Humans are free to see what they want to see. Humans can look at a rainbow and see nothing more than a number scale in HTML, if they so choose. They can dissect the universe into evidence and confine its energy within a three-letter-equation2, and even be entirely accurate, and fail to see the bigger picture with the self-evident observation that even upon arriving at the very bottom of space or the very end of time (which simply cannot happen), we still have not reckoned with the fact that what there is can give no account for its being there at all, and that if the infinite God is at all, he is all in all, and cannot thus be located apart from anything else. He is the ground of all that there is and the above-ground that makes all things possible—like Christmas. He is here but more than here. We are here and less than here.

And God designed the human eyeball to see as a given that beauty and sight are neither coequal nor coeternal, but rather complementary. That is why the pupil pays its compliments to the iris, but then gives glory to the sun it reflects. But the story of human freedom tells of the rebellion against all that is given and seen as a given. Human beings would learn to love their eyelids and dream that the iris is just a reflection of the pupil, indeed that we only need to cross the veil to see who we truly are. That is what certain physicists imagine they are doing when they speak of a model of the universe, which suggests either that the physical universe is potentially very small or the human ego can perhaps expand to infinite proportions.

So there is another black beginning of an oppositely ordered canvas. There is the no-thing and then there is the no-god; there is night given to Beauty and then there is night given to itself. It is the difference between creation ex nihilo and creation in nihilo, which is the difference between creation and annihilation. And thus the earth would begin filling up with shadows of self-destruction, the heavens overcast with eyelids. God would continue to poke rainbows through the clouds and shoot signs through the night, but humans loved the darkness because they could not simply let there be Light.

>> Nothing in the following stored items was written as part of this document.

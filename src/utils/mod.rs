use tracing::level_filters::LevelFilter;
use tracing_subscriber::EnvFilter;

/// Initializes the global tracing subscriber.
///
/// The default level can be overridden through the given environment
/// variable (e.g. `AUGUR_LOG=debug`). Log output goes to stderr so issue
/// streams on stdout stay machine-readable.
pub fn initialize_logger(default_level: LevelFilter, env_var: &str) {
    let filter = EnvFilter::builder()
        .with_default_directive(default_level.into())
        .with_env_var(env_var)
        .from_env_lossy();

    tracing_subscriber::fmt().with_env_filter(filter).with_writer(std::io::stderr).with_target(false).init();
}
//! The analysis pass.
//!
//! Walks every AST a second time with a live [`Context`], inferring the
//! union type of every expression, updating scopes through assignments and
//! condition narrowing, merging scopes at branch joins, validating call
//! sites and overrides, and emitting issues.
//!
//! The entry point is [`run`]: a two-phase whole-program driver. The parse
//! pass (the codex scanner) completes over **all** files before analysis
//! begins on **any** file; the analysis phase may be partitioned across
//! worker threads, each holding a private clone of the hydrated
//! [`CodeBase`].

use augur_ast::Node;
use augur_atom::Atom;
use augur_atom::AtomSet;
use augur_codex::CodeBase;
use augur_codex::populator::hydrate_all;
use augur_codex::scanner::ScanOptions;
use augur_codex::scanner::scan_program;
use augur_reporting::BufferingCollector;
use augur_reporting::ChainedIssueFilter;
use augur_reporting::Collector;
use augur_reporting::IssueInstance;
use augur_reporting::IssueKind;
use augur_reporting::MinimumSeverityFilter;
use augur_reporting::Severity;
use augur_reporting::SuppressionIssueFilter;
use augur_reporting::WhitelistIssueFilter;
use rayon::prelude::*;

use crate::context::Context;
use crate::error::DriverError;
use crate::settings::Settings;

pub mod assignment;
pub mod class_like;
pub mod condition;
pub mod context;
pub mod error;
pub mod expression;
pub mod invocation;
pub mod merge;
pub mod settings;
pub mod statement;

/// One input file: its path and the AST the external front-end produced.
#[derive(Debug, Clone)]
pub struct FileAst {
    pub path: Atom,
    pub root: Node,
}

/// The per-worker analysis engine.
///
/// Owns a mutable view of the codebase (types widen as assignments are
/// proven) and accumulates raw issue instances; filtering and ordering
/// happen in the driver.
pub struct Analyzer<'a> {
    pub(crate) codebase: &'a mut CodeBase,
    pub(crate) settings: &'a Settings,
    issues: Vec<IssueInstance>,
    /// Keys of classes whose constructor was seen calling
    /// `parent::__construct()`.
    pub(crate) parent_constructor_calls: AtomSet,
}

impl<'a> Analyzer<'a> {
    #[must_use]
    pub fn new(codebase: &'a mut CodeBase, settings: &'a Settings) -> Self {
        Self { codebase, settings, issues: Vec::new(), parent_constructor_calls: AtomSet::default() }
    }

    /// Runs the analysis pass over one file.
    pub fn analyze_file(&mut self, file: &FileAst) {
        let context = Context::new(file.path);
        self.analyze_statement(context, &file.root);
    }

    #[must_use]
    pub fn into_issues(self) -> Vec<IssueInstance> {
        self.issues
    }

    /// Emits an issue unless a scope-level `@suppress` covers it.
    ///
    /// The global suppress and whitelist lists are applied by the driver's
    /// filter chain; each mechanism is consulted independently.
    pub(crate) fn emit(&mut self, context: &Context, kind: IssueKind, line: u32, arguments: Vec<String>) {
        if context.is_suppressed(kind.name()) {
            return;
        }

        self.issues.push(IssueInstance::new(kind, context.file, line, arguments));
    }

    /// Emission path for the per-class analyzers, which run without a live
    /// context; `suppressions` is the owning element's `@suppress` list.
    pub(crate) fn emit_for_element(
        &mut self,
        suppressions: &[Atom],
        kind: IssueKind,
        file: Atom,
        line: u32,
        arguments: Vec<String>,
    ) {
        if suppressions.iter().any(|name| name.as_str() == kind.name()) {
            return;
        }

        self.issues.push(IssueInstance::new(kind, file, line, arguments));
    }

    pub(crate) fn emit_instance(&mut self, context: &Context, instance: IssueInstance) {
        if context.is_suppressed(instance.kind.name()) {
            return;
        }

        self.issues.push(instance);
    }
}

/// Runs the whole three-layer pipeline over a set of files.
///
/// Files are deduplicated preserving first occurrence. The parse pass and
/// ancestor hydration run single-threaded; the analysis pass partitions
/// the file list into `settings.processes` groups by index modulo N, each
/// worker analyzing its share against a private codebase clone. The
/// returned stream is filtered and deterministically ordered.
///
/// # Errors
///
/// Refuses to combine dead-code detection with more than one process:
/// reference counts require a global view.
pub fn run(settings: &Settings, files: &[FileAst]) -> Result<Vec<IssueInstance>, DriverError> {
    if settings.dead_code_detection && settings.processes > 1 {
        return Err(DriverError::DeadCodeWithMultipleProcesses);
    }

    let mut seen = AtomSet::default();
    let files: Vec<&FileAst> = files.iter().filter(|file| seen.insert(file.path)).collect();

    let scan_options =
        ScanOptions { read_type_annotations: settings.read_type_annotations, generic_types_enabled: settings.generic_types_enabled };

    let mut codebase = CodeBase::new();
    for file in &files {
        tracing::debug!("scanning {}", file.path);
        scan_program(&mut codebase, file.path, &file.root, &scan_options);
    }

    let mut issues = hydrate_all(&mut codebase);

    if settings.processes <= 1 {
        let mut analyzer = Analyzer::new(&mut codebase, settings);
        for file in &files {
            tracing::debug!("analyzing {}", file.path);
            analyzer.analyze_file(file);
        }
        analyzer.analyze_classes(None);
        issues.extend(analyzer.into_issues());
    } else {
        let group_count = settings.processes;
        let mut groups: Vec<Vec<&FileAst>> = vec![Vec::new(); group_count];
        for (index, file) in files.iter().enumerate() {
            groups[index % group_count].push(file);
        }

        let worker_issues: Vec<Vec<IssueInstance>> = groups
            .par_iter()
            .map(|group| {
                let mut worker_codebase = codebase.clone();
                let mut analyzer = Analyzer::new(&mut worker_codebase, settings);
                for file in group {
                    analyzer.analyze_file(file);
                }

                let owned_files: AtomSet = group.iter().map(|file| file.path).collect();
                analyzer.analyze_classes(Some(&owned_files));
                analyzer.into_issues()
            })
            .collect();

        for worker in worker_issues {
            issues.extend(worker);
        }
    }

    let filter = ChainedIssueFilter::new()
        .with(MinimumSeverityFilter::new(Severity::from_value(settings.minimum_severity)))
        .with(SuppressionIssueFilter::new(settings.suppress_issue_types.clone()))
        .with(WhitelistIssueFilter::new(settings.whitelist_issue_types.clone()));

    let mut collector = BufferingCollector::new().with_filter(filter);
    for issue in issues {
        collector.collect(issue);
    }

    Ok(collector.flush())
}
//! Namespace and `use`-map name resolution.
//!
//! Both analysis passes resolve written names through the same structure: a
//! current namespace plus a map of imported aliases keyed by (use kind,
//! lowercased alias). The map is ordered so diagnostics about imports can
//! refer to source order.

use indexmap::IndexMap;
use serde::Deserialize;
use serde::Serialize;

use augur_atom::Atom;
use augur_atom::ascii_lowercase_atom;
use augur_atom::atom;
use augur_atom::concat_atom;

use crate::fqsen::root_namespace;

/// The kind of a `use` import.
#[derive(Debug, Clone, Copy, PartialEq, Eq, Hash, Serialize, Deserialize)]
pub enum UseKind {
    Normal,
    Function,
    Constant,
}

/// The name-resolution state of an analysis point.
#[derive(Debug, Clone, PartialEq, Eq)]
pub struct NameContext {
    /// Canonical current namespace, always starting with `\`.
    pub namespace: Atom,
    uses: IndexMap<(UseKind, Atom), Atom>,
}

impl NameContext {
    #[must_use]
    pub fn new() -> Self {
        Self { namespace: root_namespace(), uses: IndexMap::new() }
    }

    #[must_use]
    pub fn with_namespace(&self, namespace: Atom) -> Self {
        let mut context = self.clone();
        context.namespace = canonical_namespace(&namespace);
        context
    }

    /// Records a `use` import under its alias.
    ///
    /// `alias` defaults to the last segment of `target` when the import has
    /// no explicit alias.
    pub fn add_use(&mut self, kind: UseKind, target: Atom, alias: Option<Atom>) {
        let alias = alias.unwrap_or_else(|| last_segment(&target));
        let target = canonical_name(&target);

        self.uses.insert((kind, ascii_lowercase_atom(&alias)), target);
    }

    /// Resolves a written class name to its canonical full form.
    pub fn resolve_class(&self, name: &str, fully_qualified: bool) -> Atom {
        self.resolve(UseKind::Normal, name, fully_qualified)
    }

    /// Resolves a written function name to its canonical in-namespace form.
    ///
    /// Unqualified function names that fail the namespaced lookup fall back
    /// to the global namespace at the codebase level, not here.
    pub fn resolve_function(&self, name: &str, fully_qualified: bool) -> Atom {
        self.resolve(UseKind::Function, name, fully_qualified)
    }

    /// Resolves a written constant name to its canonical in-namespace form.
    pub fn resolve_constant(&self, name: &str, fully_qualified: bool) -> Atom {
        self.resolve(UseKind::Constant, name, fully_qualified)
    }

    fn resolve(&self, kind: UseKind, name: &str, fully_qualified: bool) -> Atom {
        if fully_qualified || name.starts_with('\\') {
            return canonical_name(name);
        }

        let (first, rest) = match name.find('\\') {
            Some(index) => (&name[..index], &name[index..]),
            None => (name, ""),
        };

        // A qualified name's first segment resolves through the class/namespace
        // import map regardless of the element kind being referenced.
        let first_key = (if rest.is_empty() { kind } else { UseKind::Normal }, ascii_lowercase_atom(first));
        if let Some(target) = self.uses.get(&first_key) {
            return if rest.is_empty() { *target } else { concat_atom!(target, rest) };
        }

        if self.namespace.as_str() == "\\" { concat_atom!("\\", name) } else { concat_atom!(self.namespace, "\\", name) }
    }
}

impl Default for NameContext {
    fn default() -> Self {
        Self::new()
    }
}

fn canonical_namespace(namespace: &str) -> Atom {
    let trimmed = namespace.trim_start_matches('\\');
    if trimmed.is_empty() { root_namespace() } else { concat_atom!("\\", trimmed) }
}

fn canonical_name(name: &str) -> Atom {
    let trimmed = name.trim_start_matches('\\');
    concat_atom!("\\", trimmed)
}

fn last_segment(name: &str) -> Atom {
    match name.rfind('\\') {
        Some(index) => atom(&name[index + 1..]),
        None => atom(name),
    }
}

#[cfg(test)]
mod tests {
    use super::*;

    #[test]
    fn test_resolution_in_namespace() {
        let context = NameContext::new().with_namespace(atom("N"));

        assert_eq!(context.resolve_class("X", false), atom("\\N\\X"));
        assert_eq!(context.resolve_class("\\X", false), atom("\\X"));
        assert_eq!(context.resolve_class("X", true), atom("\\X"));
    }

    #[test]
    fn test_use_alias() {
        let mut context = NameContext::new().with_namespace(atom("N"));
        context.add_use(UseKind::Normal, atom("OtherNs\\X"), None);
        context.add_use(UseKind::Normal, atom("\\Deep\\Thing"), Some(atom("T")));

        assert_eq!(context.resolve_class("X", false), atom("\\OtherNs\\X"));
        assert_eq!(context.resolve_class("t", false), atom("\\Deep\\Thing"));
        assert_eq!(context.resolve_class("Y", false), atom("\\N\\Y"));
    }

    #[test]
    fn test_qualified_name_through_alias() {
        let mut context = NameContext::new();
        context.add_use(UseKind::Normal, atom("Vendor\\Pkg"), None);

        assert_eq!(context.resolve_class("Pkg\\Widget", false), atom("\\Vendor\\Pkg\\Widget"));
    }

    #[test]
    fn test_function_use_kind_is_distinct() {
        let mut context = NameContext::new();
        context.add_use(UseKind::Function, atom("Helpers\\map"), None);

        assert_eq!(context.resolve_function("map", false), atom("\\Helpers\\map"));
        assert_eq!(context.resolve_class("map", false), atom("\\map"));
    }
}
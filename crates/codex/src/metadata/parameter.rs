use serde::Deserialize;
use serde::Serialize;

use augur_atom::Atom;

use crate::metadata::flags::MetadataFlags;
use crate::ttype::union::UnionType;

/// A declared parameter of a function-like element.
#[derive(Debug, Clone, PartialEq, Serialize, Deserialize)]
pub struct ParameterMetadata {
    /// The parameter name, without the `$` sigil.
    pub name: Atom,
    /// `VARIADIC` and `BY_REFERENCE` are meaningful here.
    pub flags: MetadataFlags,
    /// Declared type ∪ doc-comment type ∪ default value type.
    pub union_type: UnionType,
    pub has_default: bool,
    pub line: u32,
}

impl ParameterMetadata {
    #[must_use]
    pub fn new(name: Atom, line: u32) -> Self {
        Self { name, flags: MetadataFlags::empty(), union_type: UnionType::empty(), has_default: false, line }
    }

    /// A parameter is required when it has neither a default nor variadic form.
    #[inline]
    #[must_use]
    pub fn is_required(&self) -> bool {
        !self.has_default && !self.flags.is_variadic()
    }

    /// The textual form used in signature dumps, e.g. `int $x`.
    #[must_use]
    pub fn to_signature_string(&self) -> String {
        let mut rendered = String::new();
        if !self.union_type.is_empty() {
            rendered.push_str(&self.union_type.to_string());
            rendered.push(' ');
        }
        if self.flags.is_by_reference() {
            rendered.push('&');
        }
        if self.flags.is_variadic() {
            rendered.push_str("...");
        }
        rendered.push('$');
        rendered.push_str(&self.name);
        rendered
    }
}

I wish Lawrence Krauss could see the Christ that refuses to exist in even his wildest dreams. I used to dream of gods like his, so I am no less blind than he. But my sight came through eyelids heavy with an infinite weight, and that only after dreams of glory led not just to an outer darkness but even to dreams of the outer darkness: night upon night, black upon black, pure and faithful nihilism. It was only then, wrapped up in the folds of the veil, that I was startled to discover my Death at the intersection of a Caravaggio red, painted like a cross from the other side.